### How to complete this task
What you return must match the data exactly, line for line.

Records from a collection
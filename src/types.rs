use std::fmt;

use serde::Serialize;

use crate::record::RecordValue;

/// A named field of a record shape
#[derive(Debug, Clone, PartialEq, Eq, Serialize)]
pub struct FieldDef {
    pub name: String,
    pub optional: bool,
    pub readonly: bool,
}

impl FieldDef {
    pub fn new(name: &str) -> Self {
        FieldDef {
            name: name.to_string(),
            optional: false,
            readonly: false,
        }
    }
}

/// A declared record shape: named fields in declaration order
#[derive(Debug, Clone, PartialEq, Eq, Serialize)]
pub struct Shape {
    pub name: String,
    pub fields: Vec<FieldDef>,
}

impl Shape {
    /// Declare a shape whose fields are all required and reassignable.
    pub fn new(name: &str, fields: &[&str]) -> Self {
        Shape {
            name: name.to_string(),
            fields: fields.iter().map(|f| FieldDef::new(f)).collect(),
        }
    }

    /// Mark one declared field as optional.
    pub fn optional(mut self, field: &str) -> Self {
        if let Some(f) = self.fields.iter_mut().find(|f| f.name == field) {
            f.optional = true;
        }
        self
    }

    pub fn field(&self, name: &str) -> Option<&FieldDef> {
        self.fields.iter().find(|f| f.name == name)
    }

    pub fn has_field(&self, name: &str) -> bool {
        self.field(name).is_some()
    }

    pub fn field_names(&self) -> Vec<&str> {
        self.fields.iter().map(|f| f.name.as_str()).collect()
    }
}

/// An enumerated set of string labels in declaration order,
/// e.g. `Status = active | inactive | pending`.
#[derive(Debug, Clone, PartialEq, Eq, Serialize)]
pub struct LabelSet {
    pub name: String,
    pub labels: Vec<String>,
}

impl LabelSet {
    pub fn new(name: &str, labels: &[&str]) -> Self {
        LabelSet {
            name: name.to_string(),
            labels: labels.iter().map(|l| l.to_string()).collect(),
        }
    }

    pub fn contains(&self, label: &str) -> bool {
        self.labels.iter().any(|l| l == label)
    }

    pub fn len(&self) -> usize {
        self.labels.len()
    }

    pub fn is_empty(&self) -> bool {
        self.labels.is_empty()
    }
}

impl fmt::Display for LabelSet {
    fn fmt(&self, f: &mut fmt::Formatter<'_>) -> fmt::Result {
        let json = serde_json::to_string(&self.labels).map_err(|_| fmt::Error)?;
        write!(f, "{json}")
    }
}

/// What a demo derived: either a record shape or a narrowed label set
#[derive(Debug, Clone, PartialEq, Eq, Serialize)]
#[serde(tag = "kind", content = "def", rename_all = "lowercase")]
pub enum Derived {
    Shape(Shape),
    Labels(LabelSet),
}

/// One demo snippet's result: the derived shape or label set, plus the
/// record constructed against it. The union-narrowing demos construct
/// no record, so `value` is None for them.
#[derive(Debug, Clone, PartialEq, Serialize)]
pub struct DemoOutput {
    pub name: String,
    pub derived: Derived,
    #[serde(skip_serializing_if = "Option::is_none")]
    pub value: Option<RecordValue>,
}

impl fmt::Display for DemoOutput {
    fn fmt(&self, f: &mut fmt::Formatter<'_>) -> fmt::Result {
        match (&self.value, &self.derived) {
            (Some(record), _) => write!(f, "{record}"),
            (None, Derived::Labels(set)) => write!(f, "{set}"),
            (None, Derived::Shape(shape)) => {
                let names = serde_json::to_string(&shape.field_names()).map_err(|_| fmt::Error)?;
                write!(f, "{names}")
            }
        }
    }
}

/// Result of running the full demo sequence
#[derive(Debug, Serialize)]
pub struct DemoReport {
    pub demos: Vec<DemoOutput>,
}

impl DemoReport {
    pub fn names(&self) -> Vec<&str> {
        self.demos.iter().map(|d| d.name.as_str()).collect()
    }

    pub fn find(&self, name: &str) -> Option<&DemoOutput> {
        self.demos.iter().find(|d| d.name == name)
    }
}

#[cfg(test)]
mod tests {
    use super::*;

    #[test]
    fn shape_preserves_declaration_order() {
        let user = Shape::new("User", &["name", "age", "email"]);
        assert_eq!(user.field_names(), vec!["name", "age", "email"]);
        assert!(user.has_field("age"));
        assert!(!user.has_field("id"));
    }

    #[test]
    fn optional_marks_only_the_named_field() {
        let req_user = Shape::new("ReqUser", &["dept", "deptNum"]).optional("deptNum");
        assert!(!req_user.field("dept").unwrap().optional);
        assert!(req_user.field("deptNum").unwrap().optional);
    }

    #[test]
    fn label_set_displays_as_json_array() {
        let status = LabelSet::new("Status", &["active", "inactive", "pending"]);
        assert_eq!(status.to_string(), r#"["active","inactive","pending"]"#);
        assert!(status.contains("pending"));
        assert_eq!(status.len(), 3);
    }
}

### Solution to the exercise
filename src/types.rs
use std::fmt;

use serde::Serialize;

use crate::record::RecordValue;

/// A named field of a record shape
#[derive(Debug, Clone, PartialEq, Eq, Serialize)]
pub struct FieldDef {
    pub name: String,
    pub optional: bool,
    pub readonly: bool,
}

impl FieldDef {
    pub fn new(name: &str) -> Self {
        FieldDef {
            name: name.to_string(),
            optional: false,
            readonly: false,
        }
    }
}

/// A declared record shape: named fields in declaration order
#[derive(Debug, Clone, PartialEq, Eq, Serialize)]
pub struct Shape {
    pub name: String,
    pub fields: Vec<FieldDef>,
}

impl Shape {
    /// Declare a shape whose fields are all required and reassignable.
    pub fn new(name: &str, fields: &[&str]) -> Self {
        Shape {
            name: name.to_string(),
            fields: fields.iter().map(|f| FieldDef::new(f)).collect(),
        }
    }

    /// Mark one declared field as optional.
    pub fn optional(mut self, field: &str) -> Self {
        if let Some(f) = self.fields.iter_mut().find(|f| f.name == field) {
            f.optional = true;
        }
        self
    }

    pub fn field(&self, name: &str) -> Option<&FieldDef> {
        self.fields.iter().find(|f| f.name == name)
    }

    pub fn has_field(&self, name: &str) -> bool {
        self.field(name).is_some()
    }

    pub fn field_names(&self) -> Vec<&str> {
        self.fields.iter().map(|f| f.name.as_str()).collect()
    }
}

/// An enumerated set of string labels in declaration order,
/// e.g. `Status = active | inactive | pending`.
#[derive(Debug, Clone, PartialEq, Eq, Serialize)]
pub struct LabelSet {
    pub name: String,
    pub labels: Vec<String>,
}

impl LabelSet {
    pub fn new(name: &str, labels: &[&str]) -> Self {
        LabelSet {
            name: name.to_string(),
            labels: labels.iter().map(|l| l.to_string()).collect(),
        }
    }

    pub fn contains(&self, label: &str) -> bool {
        self.labels.iter().any(|l| l == label)
    }

    pub fn len(&self) -> usize {
        self.labels.len()
    }

    pub fn is_empty(&self) -> bool {
        self.labels.is_empty()
    }
}

impl fmt::Display for LabelSet {
    fn fmt(&self, f: &mut fmt::Formatter<'_>) -> fmt::Result {
        let json = serde_json::to_string(&self.labels).map_err(|_| fmt::Error)?;
        write!(f, "{json}")
    }
}

/// What a demo derived: either a record shape or a narrowed label set
#[derive(Debug, Clone, PartialEq, Eq, Serialize)]
#[serde(tag = "kind", content = "def", rename_all = "lowercase")]
pub enum Derived {
    Shape(Shape),
    Labels(LabelSet),
}

/// One demo snippet's result: the derived shape or label set, plus the
/// record constructed against it. The union-narrowing demos construct
/// no record, so `value` is None for them.
#[derive(Debug, Clone, PartialEq, Serialize)]
pub struct DemoOutput {
    pub name: String,
    pub derived: Derived,
    #[serde(skip_serializing_if = "Option::is_none")]
    pub value: Option<RecordValue>,
}

impl fmt::Display for DemoOutput {
    fn fmt(&self, f: &mut fmt::Formatter<'_>) -> fmt::Result {
        match (&self.value, &self.derived) {
            (Some(record), _) => write!(f, "{record}"),
            (None, Derived::Labels(set)) => write!(f, "{set}"),
            (None, Derived::Shape(shape)) => {
                let names = serde_json::to_string(&shape.field_names()).map_err(|_| fmt::Error)?;
                write!(f, "{names}")
            }
        }
    }
}

/// Result of running the full demo sequence
#[derive(Debug, Serialize)]
pub struct DemoReport {
    pub demos: Vec<DemoOutput>,
}

impl DemoReport {
    pub fn names(&self) -> Vec<&str> {
        self.demos.iter().map(|d| d.name.as_str()).collect()
    }

    pub fn find(&self, name: &str) -> Option<&DemoOutput> {
        self.demos.iter().find(|d| d.name == name)
    }
}

#[cfg(test)]
mod tests {
    use super::*;

    #[test]
    fn shape_preserves_declaration_order() {
        let user = Shape::new("User", &["name", "age", "email"]);
        assert_eq!(user.field_names(), vec!["name", "age", "email"]);
        assert!(user.has_field("age"));
        assert!(!user.has_field("id"));
    }

    #[test]
    fn optional_marks_only_the_named_field() {
        let req_user = Shape::new("ReqUser", &["dept", "deptNum"]).optional("deptNum");
        assert!(!req_user.field("dept").unwrap().optional);
        assert!(req_user.field("deptNum").unwrap().optional);
    }

    #[test]
    fn label_set_displays_as_json_array() {
        let status = LabelSet::new("Status", &["active", "inactive", "pending"]);
        assert_eq!(status.to_string(), r#"["active","inactive","pending"]"#);
        assert!(status.contains("pending"));
        assert_eq!(status.len(), 3);
    }
}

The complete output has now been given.